Depuis 2003, mes travaux portent principalement sur la mobilité résidentielle en Belgique. Le choix de travailler sur le vieillissement est venu de l’analyse des transformations démographiques à l’échelle locale et des disparités spatiales : alors que certaines communes ont une population encore relativement jeune, d’autres, à quelques kilomètres, sont marquées par le vieillissement. La volonté de comprendre les mécanismes sous-jacents m’a amené à m’intéresser à la mobilité des seniors.

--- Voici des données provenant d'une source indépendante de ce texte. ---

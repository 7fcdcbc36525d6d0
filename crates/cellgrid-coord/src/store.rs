//! The `CoordStore` contract.
//!
//! Cellgrid treats the coordination service (ZooKeeper-like) as an
//! external collaborator behind this trait. Watches are one-shot: a
//! trigger armed on a path fires at most once, on the next change, and
//! must be re-armed to keep observing. The re-arming discipline lives in
//! [`crate::watch`], not in implementations of this trait.

use crate::error::CoordResult;

/// A one-shot change trigger.
///
/// Fired at most once by the store, on the thread(s) of the store's own
/// client library. Implementations must drop the trigger unfired if the
/// store shuts down.
pub type Trigger = Box<dyn FnOnce() + Send>;

/// Contract the cell core requires from the coordination store.
///
/// Implementations must be shareable across threads; all methods are
/// synchronous point operations.
pub trait CoordStore: Send + Sync {
    /// Point read of a node's data. `Ok(None)` if the node does not exist.
    fn get(&self, path: &str) -> CoordResult<Option<Vec<u8>>>;

    /// List the direct children of a node. Missing nodes read as empty.
    fn children(&self, path: &str) -> CoordResult<Vec<String>>;

    /// Arm a one-shot trigger that fires on the next change to the child
    /// set of `path` (child created or deleted).
    fn arm_child_trigger(&self, path: &str, trigger: Trigger) -> CoordResult<()>;

    /// Arm a one-shot trigger that fires on the next change to the data
    /// of `path` (written or deleted).
    fn arm_data_trigger(&self, path: &str, trigger: Trigger) -> CoordResult<()>;
}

Pour ce qui est d’Ottignies-Louvain-la-Neuve, le projet a été lancé suite à une rencontre avec le consortium Louvain4Ageing qui souhaitait lancer un Livinglab – une sorte de laboratoire à ciel ouvert où chercheurs, décideurs et simples citoyens peuvent se rencontrer pour des améliorations (nouveaux services, nouvelles technologies… – à destination des aînés ou faire état de difficultés) sur Louvain-la-Neuve mais nous demandais au préalable d’analyser la situation des personnes âgées de 55 ans et plus dans la commune.

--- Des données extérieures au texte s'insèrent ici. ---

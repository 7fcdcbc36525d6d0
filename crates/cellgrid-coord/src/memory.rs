//! In-memory coordination store.
//!
//! A single-process `CoordStore` used by tests and embedded deployments.
//! Mutations fire armed one-shot triggers: data triggers on the node
//! itself, child triggers on its parent when the child set changes.
//! Triggers run on the mutating thread, after the store lock is released,
//! so trigger bodies are free to re-arm.

use std::collections::{BTreeMap, HashMap};
use std::sync::Mutex;

use crate::error::CoordResult;
use crate::store::{CoordStore, Trigger};

/// In-memory hierarchical node store with one-shot triggers.
#[derive(Default)]
pub struct MemoryStore {
    inner: Mutex<Inner>,
}

#[derive(Default)]
struct Inner {
    nodes: BTreeMap<String, Vec<u8>>,
    child_triggers: HashMap<String, Vec<Trigger>>,
    data_triggers: HashMap<String, Vec<Trigger>>,
}

impl MemoryStore {
    pub fn new() -> Self {
        Self::default()
    }

    /// Create or overwrite a node. Fires data triggers on the node and,
    /// when the node is new, child triggers on its parent.
    pub fn put(&self, path: &str, data: &[u8]) -> CoordResult<()> {
        let fired = {
            let mut inner = self.lock();
            let created = inner.nodes.insert(path.to_string(), data.to_vec()).is_none();
            let mut fired = inner.data_triggers.remove(path).unwrap_or_default();
            if created {
                fired.extend(
                    inner
                        .child_triggers
                        .remove(parent(path))
                        .unwrap_or_default(),
                );
            }
            fired
        };
        run(fired);
        Ok(())
    }

    /// Delete a node. Fires data triggers on the node and child triggers
    /// on its parent. No-op if the node does not exist.
    pub fn delete(&self, path: &str) -> CoordResult<()> {
        let fired = {
            let mut inner = self.lock();
            if inner.nodes.remove(path).is_none() {
                return Ok(());
            }
            let mut fired = inner.data_triggers.remove(path).unwrap_or_default();
            fired.extend(
                inner
                    .child_triggers
                    .remove(parent(path))
                    .unwrap_or_default(),
            );
            fired
        };
        run(fired);
        Ok(())
    }

    fn lock(&self) -> std::sync::MutexGuard<'_, Inner> {
        self.inner.lock().unwrap_or_else(|e| e.into_inner())
    }
}

impl CoordStore for MemoryStore {
    fn get(&self, path: &str) -> CoordResult<Option<Vec<u8>>> {
        Ok(self.lock().nodes.get(path).cloned())
    }

    fn children(&self, path: &str) -> CoordResult<Vec<String>> {
        let prefix = format!("{path}/");
        let inner = self.lock();
        Ok(inner
            .nodes
            .keys()
            .filter_map(|k| {
                let rest = k.strip_prefix(&prefix)?;
                (!rest.is_empty() && !rest.contains('/')).then(|| rest.to_string())
            })
            .collect())
    }

    fn arm_child_trigger(&self, path: &str, trigger: Trigger) -> CoordResult<()> {
        self.lock()
            .child_triggers
            .entry(path.to_string())
            .or_default()
            .push(trigger);
        Ok(())
    }

    fn arm_data_trigger(&self, path: &str, trigger: Trigger) -> CoordResult<()> {
        self.lock()
            .data_triggers
            .entry(path.to_string())
            .or_default()
            .push(trigger);
        Ok(())
    }
}

/// Parent path of a node ("/a/b" -> "/a", "/a" -> "").
fn parent(path: &str) -> &str {
    path.rsplit_once('/').map(|(p, _)| p).unwrap_or("")
}

/// Fire a batch of one-shot triggers outside the store lock.
fn run(triggers: Vec<Trigger>) {
    for trigger in triggers {
        trigger();
    }
}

Comment s’est déroulée l’enquête ?

L’enquête a été retardée du fait de démarches pour obtenir l’autorisation des données relatives à la vie privée des sondés. Cela a mis le temps, mais nous avons commencé à rassembler ces données via des questionnaires individuels à partir du mois de juillet dernier. Cela a plutôt bien marché sur LLN, car les gens se sentent concernés par l’Université. Les personnes interrogées ont accepté assez facilement d’y participer, parce que l’Université s’intéressait à eux.

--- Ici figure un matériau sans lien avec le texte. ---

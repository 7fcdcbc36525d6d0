//! cellgrid-state — the consistent in-memory view of a cell.
//!
//! Four independent watchers on the coordination store each own one field
//! of the cell snapshot: the running set, the placement map, the finished
//! map, and the finished-history backfill. Every watcher fire publishes a
//! fresh immutable snapshot ([`CellSnapshot`]) so request threads always
//! read a consistent view, never a half-updated map.
//!
//! [`StateQuery`] answers point and glob-pattern queries against the
//! snapshot; [`DeltaNotifier`] feeds streaming subscribers with
//! created/deleted instance sets between snapshots.

pub mod cell;
pub mod delta;
pub mod error;
pub mod query;
pub mod types;
pub mod watchers;

pub use cell::{CellSnapshot, CellState};
pub use delta::{DeltaNotifier, StateDelta, diff};
pub use error::{StateError, StateResult};
pub use query::{PartitionLookup, StateQuery};
pub use types::{FinishedEntry, InstanceState, PlacementEntry, StateRecord};
pub use watchers::{CellObserver, CellPaths};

A l’inverse, pour le reste de la commune, cela ne s’est pas toujours aussi facilement déroulé. Comme l’enquête est également soutenue par les autorités communales, cela nous a un peu desservi car les gens se sont sentis délaissés… Un habitant de Céroux-Mousty nous a même dit : « On fait tout pour Louvain-la-Neuve et rien pour nous ». Certains refusaient donc de participer à l’enquête qui devait originellement toucher plus de 700 personnes…

Un souvenir vous marque-t-il plus personnellement ?

Suite à l’enquête, une des personnes ayant répondu au questionnaire m’a écrit pour féliciter l’enquêteur qui était venu chez elle. Par la suite, nous avons correspondu pendant deux mois en parlant de sujets très divers… Cet homme de 80 ans qui se déplace difficilement mais qui est bien connecté sur internent, vit ici à LLN. Il sera l’un des témoins sur scène lors de la présentation des résultats.

 

Marie Dumas

Jean-Paul Sanderson fait partie du comité scientifique et d'organisation du Colloque de l'Association Internationale des Démographes de Langue Française "Comment vieillissons-nous?" qui aura lieu du 28 au 31 août 2018 à Louvain-la-Neuve.

 

 

 

Coup d’œil sur la bio de Jean-Paul Sanderson

Jean-Paul Sanderson est docteur en démographie. Après une licence en histoire, il entreprend un diplôme et une maîtrise en démographie à l’UCL. Ses principaux centres de recherche sont le vieillissement, la mobilité résidentielle, la démographie historique, les inégalités sociales et spatiales. Il est actuellement assistant de recherche à l’UCL.